Posted on March 28, 2017 by M Lapham on thedetroithub.com
Those of us who were in elementary school in the 20th century may be shocked to learn cursive writing has been disappearing from public schools … but there is a movement to bring it back.
To many, writing in cursive seems quaint, if not antiquated, in the age of technology when computers, which depend on typing skills, seem to rule.
Most Michigan schools no longer teach cursive, but some people are thinking that may be a mistake. One of the biggest pushes for cursive has been the Detroit Waldorf School (DWS), which never removed it from the curriculum, and policy makers have taken notice.
The first two grades at DWS are spent on block letters, also known as print. They start learning cursive in the third grade (sound familiar?). This grade is chosen because that is when children’s fine motor skills have developed enough to learn the flowing style of writing properly.
“Our third grade curriculum is designed to give children a broader view of the world around them. In language arts, students dissect parts of speech in grammar, as well as spelling and cursive writing to facilitate independent writing skills,” the school says.
DWS, and its continued commitment to cursive, has inspired a movement to get every school in Michigan teaching it again.
Legislators in five other states, including Tennessee and New Jersey, are trying to mandate cursive instruction in public schools. Part of the reason is to ensure when children leave school they have a proper signature and are able to read important older documents like the Declaration of Independence or their parents and grandparents letters.
There may be other advantages as well.
“A number of studies point to the importance of learning cursive writing for improving brain development and activating areas of the brain responsible for working memory, language, and thinking,” says Diane Reed, fourth grade class teacher and DWS faculty chair. “Learning cursive improves fine motor skills and hand-eye coordination.”

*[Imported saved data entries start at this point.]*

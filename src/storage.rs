use async_trait::async_trait;
use std::{
    collections::HashMap,
    io,
    path::{Path, PathBuf},
    sync::Arc,
};
use tokio::{io::AsyncWriteExt, sync::RwLock};

// 1. StorageService Contract
/// StorageService
///
/// Defines the contract for uploaded image storage. Handlers only see this trait,
/// so the on-disk implementation (`LocalStorage`) can be replaced by the in-memory
/// `MockStorageService` in tests.
///
/// Keys are bare filenames; callers must check them with `is_safe_filename` first.
#[async_trait]
pub trait StorageService: Send + Sync {
    /// Creates the upload directory when missing. Safe to call at every startup.
    async fn ensure_dir(&self) -> io::Result<()>;

    /// Never overwrites: an existing file answers `io::ErrorKind::AlreadyExists`.
    async fn save(&self, filename: &str, bytes: &[u8]) -> io::Result<()>;

    /// `io::ErrorKind::NotFound` when the file does not exist.
    async fn load(&self, filename: &str) -> io::Result<Vec<u8>>;
}

// 2. The Real Implementation (local disk)
/// LocalStorage
///
/// Stores images as plain files under one directory (`UPLOAD_DIR`, default `uploads`).
#[derive(Clone)]
pub struct LocalStorage {
    root: PathBuf,
}

impl LocalStorage {
    pub fn new(root: impl AsRef<Path>) -> Self {
        Self {
            root: root.as_ref().to_path_buf(),
        }
    }

    fn path_for(&self, filename: &str) -> io::Result<PathBuf> {
        if !is_safe_filename(filename) {
            return Err(io::Error::new(
                io::ErrorKind::InvalidInput,
                format!("rejected filename: {}", filename),
            ));
        }
        Ok(self.root.join(filename))
    }
}

#[async_trait]
impl StorageService for LocalStorage {
    async fn ensure_dir(&self) -> io::Result<()> {
        tokio::fs::create_dir_all(&self.root).await
    }

    async fn save(&self, filename: &str, bytes: &[u8]) -> io::Result<()> {
        let path = self.path_for(filename)?;
        let mut file = tokio::fs::OpenOptions::new()
            .write(true)
            .create_new(true)
            .open(&path)
            .await?;
        file.write_all(bytes).await?;
        file.flush().await?;
        tracing::debug!("stored image at {}", path.display());
        Ok(())
    }

    async fn load(&self, filename: &str) -> io::Result<Vec<u8>> {
        let path = self.path_for(filename)?;
        tokio::fs::read(path).await
    }
}

/// is_safe_filename
///
/// Prevents path traversal: a storage key must be a single non-empty path segment
/// with no separators and no `..`.
pub fn is_safe_filename(filename: &str) -> bool {
    !filename.is_empty()
        && filename != "."
        && !filename.contains("..")
        && !filename.contains('/')
        && !filename.contains('\\')
        && !filename.contains('\0')
}

// 3. The Mock Implementation (For Unit Tests)
/// MockStorageService
///
/// Keeps files in a shared map so tests can upload and read back without touching
/// the disk.
#[derive(Clone, Default)]
pub struct MockStorageService {
    files: Arc<RwLock<HashMap<String, Vec<u8>>>>,
    /// When true, all operations return a simulated failure.
    pub should_fail: bool,
}

impl MockStorageService {
    pub fn new() -> Self {
        Self::default()
    }

    pub fn new_failing() -> Self {
        Self {
            should_fail: true,
            ..Self::default()
        }
    }

    /// Names currently stored, sorted.
    pub async fn filenames(&self) -> Vec<String> {
        let mut names: Vec<String> = self.files.read().await.keys().cloned().collect();
        names.sort();
        names
    }

    fn simulated_failure() -> io::Error {
        io::Error::other("Mock Storage Error: Simulation requested")
    }
}

#[async_trait]
impl StorageService for MockStorageService {
    async fn ensure_dir(&self) -> io::Result<()> {
        Ok(())
    }

    async fn save(&self, filename: &str, bytes: &[u8]) -> io::Result<()> {
        if self.should_fail {
            return Err(Self::simulated_failure());
        }
        let mut files = self.files.write().await;
        if files.contains_key(filename) {
            return Err(io::Error::new(
                io::ErrorKind::AlreadyExists,
                filename.to_string(),
            ));
        }
        files.insert(filename.to_string(), bytes.to_vec());
        Ok(())
    }

    async fn load(&self, filename: &str) -> io::Result<Vec<u8>> {
        if self.should_fail {
            return Err(Self::simulated_failure());
        }
        self.files
            .read()
            .await
            .get(filename)
            .cloned()
            .ok_or_else(|| io::Error::new(io::ErrorKind::NotFound, filename.to_string()))
    }
}

/// StorageState
///
/// The concrete type used to share the storage service across the application state.
pub type StorageState = Arc<dyn StorageService>;
use axum::{
    Json,
    http::StatusCode,
    response::{IntoResponse, Response},
};
use serde_json::json;
use thiserror::Error;

/// AppError
///
/// The single failure taxonomy shared by handlers, extractors and the service layer.
/// Every variant maps to exactly one HTTP status; see `status()`.
#[derive(Debug, Error)]
pub enum AppError {
    /// Malformed id, bad email/password format, missing multipart field.
    #[error("{0}")]
    Validation(String),
    /// No credential present on the request.
    #[error("{0}")]
    Unauthorized(String),
    /// Credential present but invalid, or insufficient role.
    #[error("{0}")]
    Forbidden(String),
    #[error("{0}")]
    NotFound(String),
    /// Duplicate value on a unique field (email, category name).
    #[error("{0}")]
    Conflict(String),
    /// Unclassified store/runtime failure. The message is logged, never sent to the client.
    #[error("internal error: {0}")]
    Internal(String),
}

pub type AppResult<T> = Result<T, AppError>;

impl AppError {
    pub fn validation(msg: impl Into<String>) -> Self {
        Self::Validation(msg.into())
    }

    pub fn not_found(msg: impl Into<String>) -> Self {
        Self::NotFound(msg.into())
    }

    pub fn conflict(msg: impl Into<String>) -> Self {
        Self::Conflict(msg.into())
    }

    pub fn forbidden(msg: impl Into<String>) -> Self {
        Self::Forbidden(msg.into())
    }

    pub fn unauthorized(msg: impl Into<String>) -> Self {
        Self::Unauthorized(msg.into())
    }

    pub fn status(&self) -> StatusCode {
        match self {
            AppError::Validation(_) => StatusCode::BAD_REQUEST,
            AppError::Unauthorized(_) => StatusCode::UNAUTHORIZED,
            AppError::Forbidden(_) => StatusCode::FORBIDDEN,
            AppError::NotFound(_) => StatusCode::NOT_FOUND,
            AppError::Conflict(_) => StatusCode::CONFLICT,
            AppError::Internal(_) => StatusCode::INTERNAL_SERVER_ERROR,
        }
    }
}

impl From<sqlx::Error> for AppError {
    fn from(err: sqlx::Error) -> Self {
        // A concurrent writer can slip past the read-then-insert uniqueness checks;
        // the database constraint still catches it.
        if let Some(db_err) = err.as_database_error() {
            if db_err.is_unique_violation() {
                return AppError::Conflict("Resource already exists".to_string());
            }
        }
        AppError::Internal(err.to_string())
    }
}

impl From<std::io::Error> for AppError {
    fn from(err: std::io::Error) -> Self {
        AppError::Internal(err.to_string())
    }
}

impl IntoResponse for AppError {
    fn into_response(self) -> Response {
        let status = self.status();
        let message = match &self {
            AppError::Internal(cause) => {
                tracing::error!("request failed: {}", cause);
                "Something went wrong".to_string()
            }
            other => other.to_string(),
        };

        (status, Json(json!({ "error": message }))).into_response()
    }
}
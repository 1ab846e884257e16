use axum::{Json, extract::State};

use crate::{
    AppState,
    error::{AppError, AppResult},
    models::HealthResponse,
};

/// health_check
///
/// [Public Route] Probes Postgres (`SELECT NOW()`) and Redis (`SET`/`GET health`).
/// Either failure answers 500 with the usual `{ "error": ... }` body.
#[utoipa::path(
    get,
    path = "/health",
    tag = "health",
    responses(
        (status = 200, description = "Both stores reachable", body = HealthResponse),
        (status = 500, description = "A store is unreachable")
    )
)]
pub async fn health_check(State(state): State<AppState>) -> AppResult<Json<HealthResponse>> {
    let postgres = state.repo.ping().await?;
    let redis = state
        .cache
        .probe()
        .await
        .map_err(|e| AppError::Internal(format!("redis probe failed: {}", e)))?;

    Ok(Json(HealthResponse { postgres, redis }))
}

Other studies have shown cursive writers have better reading and writing skills as a whole. This may help with certain learning disabilities.
“One could make the case that learning cursive is actually easier than learning to print, as there are no opportunities for confusing one letter for another, as some children do with printed letters like b and d,” says Reed. “This is especially important for children who are dyslexic.
“It is also quicker to write in cursive than it is to print, which is important for taking notes. Taking notes by hand has the benefit of engaging students in active thinking and discerning important points, since it is impossible to write down everything. They are actually processing what they are hearing, and this leads to better understanding and retention,” she says.
Daniel Coupland, associate professor of education who is featured in Hillsdale College’s online course called “A Proper Understanding of K-12 Education: Theory and Practice,” agrees learning to write in cursive is a great learning tool.
“If you have to form the letters with your hands … because there’s some kind of connection with using your hands to form those letters,” he says. “It cements it in your mind a lot better. I understand that we’re moving in a particular direction in terms of technology, but I mourn the loss of those things if we move completely away from it.”
Cursive has been so engrained into us that many people didn’t even know it vanished from schools. It has been taught for as long as anyone alive can remember, and it seems many people think that the loss of it is a mistake.
The future maybe typed, but you can’t decipher the past unless you can write.